My father died about two years ago, and we were very close. But last week my mother told me she's fallen in love with someone and they plan on getting married, and it's upset me greatly. Maybe I shouldn't feel this way, but I can't help it. How can I explain my feelings to her? — Mrs. C.B.
Your feelings are understandable; from time to time I get letters that are similar to yours. But your mother's situation is also understandable, and the best thing you both can do is to try to understand each other and avoid hurting your future relationship.
Have you tried to analyze why you feel the way you do? I don't know the answer, of course; perhaps you feel like your mother is betraying your father by planning to remarry. Or you may worry that she is going to expect you to have the same kind of love for her new husband as you had for your father—and you know that isn't possible.

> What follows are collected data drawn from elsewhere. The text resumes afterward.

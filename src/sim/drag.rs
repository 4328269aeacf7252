//! Drag tracking and throw velocity

use std::collections::VecDeque;

use glam::Vec3;

use super::state::TileId;

/// An in-progress drag of one tile on a plane of constant z
#[derive(Debug, Clone)]
pub struct DragTracker {
    pub tile: TileId,
    /// Tile position minus the grab point
    offset: Vec3,
    /// z of the drag plane (the tile's depth at grab time)
    pub plane_z: f32,
    /// Recent tile positions, oldest first
    history: VecDeque<Vec3>,
    capacity: usize,
}

impl DragTracker {
    /// Begin a drag; `grab_point` is where the pointer ray met the drag plane
    pub fn begin(tile: TileId, tile_position: Vec3, grab_point: Vec3, capacity: usize) -> Self {
        let capacity = capacity.max(2);
        let mut history = VecDeque::with_capacity(capacity);
        history.push_back(tile_position);
        Self {
            tile,
            offset: tile_position - grab_point,
            plane_z: tile_position.z,
            history,
            capacity,
        }
    }

    /// Record a pointer position on the drag plane; returns the new tile position
    pub fn update(&mut self, pointer_on_plane: Vec3) -> Vec3 {
        let position = pointer_on_plane + self.offset;
        if self.history.len() == self.capacity {
            self.history.pop_front();
        }
        self.history.push_back(position);
        position
    }

    pub fn current(&self) -> Option<Vec3> {
        self.history.back().copied()
    }

    /// Throw velocity: (newest - oldest) sample scaled by `multiplier`
    pub fn throw_velocity(&self, multiplier: f32) -> Vec3 {
        match (self.history.front(), self.history.back()) {
            (Some(oldest), Some(newest)) if self.history.len() >= 2 => (*newest - *oldest) * multiplier,
            _ => Vec3::ZERO,
        }
    }
}
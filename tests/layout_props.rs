//! Property-based tests for layout calculators
//!
//! Validates layout invariants:
//! - One finite transform per item for every mode
//! - Constellation output depends only on its seed
//! - Sphere tiles sit on the requested radius
//! - Packed tiles never share a cell

use std::collections::HashSet;

use proptest::prelude::*;
use tilescape::layout::{PackingParams, TileFootprint, pack_tiles};
use tilescape::{LayoutMode, LayoutParams, LayoutRegistry};

fn any_mode() -> impl Strategy<Value = LayoutMode> {
    prop_oneof![
        Just(LayoutMode::Grid),
        Just(LayoutMode::Spiral),
        Just(LayoutMode::Sphere),
        Just(LayoutMode::Wave),
        Just(LayoutMode::Constellation),
        Just(LayoutMode::Carousel),
        Just(LayoutMode::Timeline),
    ]
}

proptest! {
    /// Property: transform count equals item count and every value is finite
    #[test]
    fn every_mode_yields_finite_transforms(mode in any_mode(), count in 0usize..80) {
        let registry = LayoutRegistry::new();
        let result = registry.calculate(mode.as_str(), count, &LayoutParams::new()).unwrap();

        prop_assert_eq!(result.transforms.len(), count);
        prop_assert_eq!(result.mode, mode);
        for transform in &result.transforms {
            prop_assert!(transform.is_finite(), "{:?} produced {:?}", mode, transform);
        }
        prop_assert!(result.camera.position.is_finite());
    }

    /// Property: constellation is a pure function of (count, params)
    #[test]
    fn constellation_is_deterministic(seed in 0u64..10_000, count in 1usize..40) {
        let registry = LayoutRegistry::new();
        let params = LayoutParams::new().with("seed", seed);
        let a = registry.calculate("constellation", count, &params).unwrap();
        let b = registry.calculate("constellation", count, &params).unwrap();
        prop_assert_eq!(a.transforms, b.transforms);
    }

    /// Property: sphere tiles lie on the sphere surface
    #[test]
    fn sphere_tiles_on_radius(radius in 1.0f32..30.0, count in 1usize..60) {
        let registry = LayoutRegistry::new();
        let params = LayoutParams::new().with("radius", radius);
        let result = registry.calculate("sphere", count, &params).unwrap();
        for transform in &result.transforms {
            let r = transform.position.length();
            prop_assert!((r - radius).abs() < 1e-3 * radius, "r = {} for radius {}", r, radius);
        }
    }

    /// Property: grid has room for every item
    #[test]
    fn grid_fits_all_items(count in 1usize..100, aspect in 0.5f32..4.0) {
        let registry = LayoutRegistry::new();
        let params = LayoutParams::new().with("aspectRatio", aspect);
        let result = registry.calculate("grid", count, &params).unwrap();
        let columns = result.params.number("columns", 0.0).unwrap() as usize;
        let rows = result.params.number("rows", 0.0).unwrap() as usize;
        prop_assert!(columns * rows >= count);
        prop_assert!(columns >= 1 && columns <= count);
    }

    /// Property: packing never overlaps and stays inside the columns
    #[test]
    fn packing_has_no_overlap(
        sizes in prop::collection::vec((1u32..4, 1u32..4), 0..30),
        columns in 3u32..8,
    ) {
        let tiles: Vec<TileFootprint> = sizes
            .iter()
            .enumerate()
            .map(|(i, &(w, h))| TileFootprint::new(format!("t{i}"), w, h))
            .collect();
        let params = PackingParams { columns, ..PackingParams::default() };
        let packed = pack_tiles(&tiles, &params).unwrap();

        prop_assert_eq!(packed.len(), tiles.len());
        let mut cells = HashSet::new();
        for tile in &packed {
            prop_assert!(tile.col + tile.footprint.w <= columns);
            for r in tile.row..tile.row + tile.footprint.h {
                for c in tile.col..tile.col + tile.footprint.w {
                    prop_assert!(cells.insert((c, r)));
                }
            }
        }
    }
}
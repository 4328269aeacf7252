//! Content records and background load plumbing
//!
//! The scene never fetches content itself. It queues `ContentRequest`s for
//! the host, and the host reports completions back as `ContentEvent`s through
//! a channel that is drained at the start of a later frame.

use serde::{Deserialize, Serialize};

use crate::error::ContentError;
use crate::sim::TileId;

/// One content record supplied by the surrounding application
#[derive(Debug, Clone, PartialEq, Eq, Serialize, Deserialize)]
#[serde(rename_all = "camelCase")]
pub struct ContentItem {
    pub id: String,
    pub title: String,
    #[serde(default)]
    pub excerpt: Option<String>,
    #[serde(default)]
    pub cover_image_ref: Option<String>,
    #[serde(default)]
    pub thumbnail_ref: Option<String>,
}

impl ContentItem {
    pub fn new(id: impl Into<String>, title: impl Into<String>) -> Self {
        Self {
            id: id.into(),
            title: title.into(),
            excerpt: None,
            cover_image_ref: None,
            thumbnail_ref: None,
        }
    }

    /// Asset shown while the tile is a thumbnail (falls back to the cover)
    pub fn thumbnail_source(&self) -> Option<&str> {
        self.thumbnail_ref
            .as_deref()
            .or(self.cover_image_ref.as_deref())
    }

    /// Full-resolution cover, only when it differs from the thumbnail
    pub fn full_source(&self) -> Option<&str> {
        match (&self.cover_image_ref, &self.thumbnail_ref) {
            (Some(cover), Some(thumb)) if cover == thumb => None,
            (Some(cover), _) => Some(cover),
            (None, _) => None,
        }
    }
}

/// Parse a JSON array of content records
pub fn parse_content_list(json: &str) -> Result<Vec<ContentItem>, serde_json::Error> {
    serde_json::from_str(json)
}

#[derive(Debug, Clone, Copy, PartialEq, Eq, Hash, Serialize, Deserialize)]
pub enum ContentKind {
    Thumbnail,
    /// Cover image, title and excerpt for fullscreen display
    Full,
}

/// Load state of one kind of content on a tile
#[derive(Debug, Clone, Copy, PartialEq, Eq, Default, Serialize, Deserialize)]
pub enum ContentStatus {
    #[default]
    NotRequested,
    Pending,
    Loaded,
    /// Placeholder stays visible
    Failed,
}

/// Work the host should perform in the background
#[derive(Debug, Clone, PartialEq, Eq)]
pub struct ContentRequest {
    pub tile: TileId,
    pub kind: ContentKind,
    pub asset: Option<String>,
}

/// Completion of a `ContentRequest`
#[derive(Debug, Clone, PartialEq)]
pub struct ContentEvent {
    pub tile: TileId,
    pub kind: ContentKind,
    pub result: Result<(), ContentError>,
}

impl ContentEvent {
    pub fn loaded(request: &ContentRequest) -> Self {
        Self {
            tile: request.tile.clone(),
            kind: request.kind,
            result: Ok(()),
        }
    }

    pub fn failed(request: &ContentRequest, reason: impl Into<String>) -> Self {
        Self {
            tile: request.tile.clone(),
            kind: request.kind,
            result: Err(ContentError::LoadFailed {
                asset: request.asset.clone().unwrap_or_default(),
                reason: reason.into(),
            }),
        }
    }
}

But whatever your reasons, ask God to help you look at this situation through your mother's eyes, and not just your own. In other words, ask God to help you put her happiness first, and not just yours. Loneliness can be a heavy burden, especially after the death of a beloved spouse. The Bible says, "Each of you should look not only to your own interests, but also to the interests of others" (Philippians 2:4).
Above all, don't let resentment or anger eat away at your soul. They will not only harm you, but they will hurt your relationship with your mother. Instead, the Bible says, "Rejoice with those who rejoice" (Romans 12:15).